DATASET
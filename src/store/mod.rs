//! Element store
//!
//! The ordered, in-memory list of saved elements and the image files that
//! back them. The list itself is not persisted.

pub mod layout;
pub mod naming;
pub mod record;

pub use layout::StorageLayout;
pub use naming::{identifier_for, NameTranslator, PlaceholderTranslator};
pub use record::ElementRecord;

use chrono::NaiveDateTime;
use image::{ImageFormat, RgbaImage};
use log::{debug, info};
use std::fs;
use std::io::ErrorKind;

use crate::error::{LabelerError, Result};
use crate::selection::{crop, SourceBox};

/// Rejects names that are empty or whitespace only
pub fn validate_name(display_name: &str) -> Result<&str> {
    if display_name.trim().is_empty() {
        return Err(LabelerError::Validation);
    }
    Ok(display_name)
}

#[derive(Debug)]
pub struct ElementStore {
    layout: StorageLayout,
    records: Vec<ElementRecord>,
}

impl ElementStore {
    pub fn new(layout: StorageLayout) -> Self {
        Self {
            layout,
            records: Vec::new(),
        }
    }

    pub fn records(&self) -> &[ElementRecord] {
        &self.records
    }

    #[cfg(test)]
    pub fn len(&self) -> usize {
        self.records.len()
    }

    #[cfg(test)]
    pub fn is_empty(&self) -> bool {
        self.records.is_empty()
    }

    pub fn get(&self, index: usize) -> Result<&ElementRecord> {
        self.records
            .get(index)
            .ok_or(LabelerError::IndexOutOfRange(index))
    }

    /// Crop `source_box` out of `source`, write it as PNG and append the
    /// record.
    pub fn save(
        &mut self,
        display_name: &str,
        identifier: &str,
        source: &RgbaImage,
        source_box: &SourceBox,
        at: &NaiveDateTime,
    ) -> Result<&ElementRecord> {
        let display_name = validate_name(display_name)?;
        let image = crop(source, source_box);
        let location = self.layout.locate(identifier, at);

        let directory = location.directory();
        fs::create_dir_all(directory).map_err(|e| LabelerError::io(directory, e))?;
        image
            .save_with_format(&location.absolute_path, ImageFormat::Png)
            .map_err(|e| LabelerError::image(&location.absolute_path, e))?;

        info!(
            "Saved element {:?} to {:?}",
            display_name, location.absolute_path
        );

        self.records.push(ElementRecord {
            display_name: display_name.to_string(),
            identifier: identifier.to_string(),
            file_name: location.file_name,
            relative_path: location.relative_path,
            absolute_path: location.absolute_path,
            image,
        });
        self.get(self.records.len() - 1)
    }

    /// Remove the record and its file. A file that is already gone is fine.
    pub fn delete(&mut self, index: usize) -> Result<ElementRecord> {
        let path = self.get(index)?.absolute_path.clone();

        match fs::remove_file(&path) {
            Ok(()) => debug!("Removed {:?}", path),
            Err(e) if e.kind() == ErrorKind::NotFound => {
                debug!("{:?} was already removed", path)
            }
            Err(e) => return Err(LabelerError::io(path, e)),
        }

        let record = self.records.remove(index);
        info!("Deleted element {:?}", record.display_name);
        Ok(record)
    }

    pub fn export_snippet(&self, index: usize) -> Result<String> {
        Ok(self.get(index)?.code_snippet())
    }
}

WORK ORDER
Could you find each line in the entries that contains the string "records" and copy it?

TASK OUTPUT
    records: Vec<ElementRecord>,
            records: Vec::new(),
    pub fn records(&self) -> &[ElementRecord] {
        &self.records
        self.records.len()
        self.records.is_empty()
        self.records
        self.records.push(ElementRecord {
        self.get(self.records.len() - 1)
        let record = self.records.remove(index);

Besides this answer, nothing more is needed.